He insists that, on bullet-wound evidence alone, this would be "most unlikely" to have been the case in three out of four of the cases. In an interview with the BBC at the weekend, Mr Swann claimed: "We were left in a situation in one case where the guy would have needed 15-foot-long arms because you couldn't get that pattern unless you were standing 15 feet away from the person who was injured."

Mr Swann's report is so contradictory to all explanations of what happened at Deepcut, that the release of the findings of an investigation by Surrey Police into the deaths, which has cost £1m, has been deferred. Mr Swann will now enter into talks with the ballistics experts who have so far maintained that suicide is the most likely explanation in all four cases. Whatever the conclusions of these discussions, the Deepcut scandal is not going to go away.

The four people whose deaths at Deepcut have caused the controversy, Private Geoff Gray, 17, Private Cheryl James, 18, Private Sean Benton, 20, and Private James Collinson, 17, died of gunshot wounds as they finished night sentry duty. Their bereaved parents have, understandably, found it hard to accept that their children killed themselves.

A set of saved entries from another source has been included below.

//! Outbound half of the protocol: canonicalize, timestamp and sign an event.

use crate::{
    config::{SharedSecret, SigningConfig},
    models::{RewardEvent, SignedEnvelope},
    utils::{
        canonical::{EncodingError, canonicalize},
        hmac::{InvalidSecretKey, current_timestamp, generate_signature},
    },
};

#[derive(Debug, thiserror::Error)]
pub enum SigningError {
    #[error(transparent)]
    Encoding(#[from] EncodingError),

    #[error(transparent)]
    Key(#[from] InvalidSecretKey),

    #[error("system clock is before the Unix epoch")]
    Clock,
}

/// Signs reward events with the issuer's copy of the shared secret
#[derive(Debug, Clone)]
pub struct Signer {
    secret: SharedSecret,
}

impl Signer {
    pub fn new(secret: SharedSecret) -> Self {
        Self { secret }
    }

    pub fn from_config(config: &SigningConfig) -> Self {
        Self::new(config.secret.clone())
    }

    /// Sign `event` with the current time
    pub fn sign(&self, event: RewardEvent) -> Result<SignedEnvelope, SigningError> {
        let timestamp = current_timestamp().map_err(|_| SigningError::Clock)?;
        self.sign_at(event, timestamp)
    }

    /// Sign `event` as of `timestamp` (seconds since the Unix epoch)
    pub fn sign_at(&self, event: RewardEvent, timestamp: u64) -> Result<SignedEnvelope, SigningError> {
        let canonical = canonicalize(&event)?;
        let signature = generate_signature(self.secret.as_bytes(), &canonical, timestamp)?;

        Ok(SignedEnvelope {
            payload: event,
            timestamp,
            signature,
        })
    }
}

#[cfg(test)]
mod tests {
    use super::*;
    use crate::utils::canonical::MAX_CANONICAL_QUANTITY;

    fn signer() -> Signer {
        Signer::new(SharedSecret::new("k").unwrap())
    }

    #[test]
    fn test_sign_at_is_deterministic() {
        let event = RewardEvent::with_transaction_id("t-1", "0xabc", 10, "wellness_journal_entry");
        let first = signer().sign_at(event.clone(), 1_700_000_000).unwrap();
        let second = signer().sign_at(event.clone(), 1_700_000_000).unwrap();

        assert_eq!(first, second);
        assert_eq!(first.payload, event);
        assert_eq!(first.timestamp, 1_700_000_000);
        assert_eq!(first.signature.len(), 64);
    }

    #[test]
    fn test_signature_depends_on_timestamp_and_secret() {
        let event = RewardEvent::with_transaction_id("t-1", "0xabc", 10, "wellness_journal_entry");
        let base = signer().sign_at(event.clone(), 1_700_000_000).unwrap();
        let later = signer().sign_at(event.clone(), 1_700_000_001).unwrap();
        let other_key = Signer::new(SharedSecret::new("K").unwrap())
            .sign_at(event, 1_700_000_000)
            .unwrap();

        assert_ne!(base.signature, later.signature);
        assert_ne!(base.signature, other_key.signature);
    }

    #[test]
    fn test_sign_uses_current_time() {
        let before = current_timestamp().unwrap();
        let envelope = signer().sign(RewardEvent::new("0xabc", 1, "test")).unwrap();
        let after = current_timestamp().unwrap();
        assert!(envelope.timestamp >= before && envelope.timestamp <= after);
    }

    #[test]
    fn test_unrepresentable_quantity_is_an_encoding_error() {
        let event = RewardEvent::new("0xabc", MAX_CANONICAL_QUANTITY + 1, "test");
        let err = signer().sign_at(event, 1_700_000_000).unwrap_err();
        assert!(matches!(err, SigningError::Encoding(EncodingError::QuantityOutOfRange(_))));
    }
}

It has been less understandable that the MoD has been so keen to embrace such an explanation. Yes, the alternative is awful - that some person or persons murdered these youngsters. But even if the suicide verdicts were entirely sound, the MoD should surely have been more curious as to why so many suicides should occur in one barracks.

This is particularly clear in the light of information winkled out of the MoD by the Liberal Democrat MP Mike Hancock, in a parliamentary written answer. While previous figures had suggested that there had been five other attempted suicides at Deepcut in recent years, the latest revelation is that 24 soldiers at the Barracks have taken "self-harm" doses of legal drugs since 1995.

Other evidence points to particular problems at Deepcut. Leslie Skinner, 45, a former training officer there, was recently charged with one count of male rape and five counts of indecent assault allegedly committed while he was there, and one officer who served at the barracks has spoken of "a really nasty bullying culture".

But it doesn't stop there. Move the focus away from Deepcut, and endemic problems across the service start to emerge. The problems are so worrying that Amnesty International and a cross-party group of more than 150 MPs called for an inquiry into the deaths of no less than 1,700 servicemen in non-combat situations in the past 13 years. The MoD seems unwilling to oblige.

Again and again, the MoD is accused of the kind of obfuscation and cover-up which suggests that its fall-back position is that the dead can't tell tales. The Deepcut four, whose deaths were never properly investigated at the time, are obvious examples.

There was also the case, in June 1994, of flight ZD576. in which a Chinook helicopter with four crew and 25 of Ulster's top counter-terrorism experts, crashed over the Mull of Kintyre in Scotland. Two of the dead were Flight Lieutenants Jonathan Tapper and Richard Cook. These two men, posthumously labelled with "gross negligence", have been forced to take the blame for this tragic crash, even though there is little or no evidence that it was their fault.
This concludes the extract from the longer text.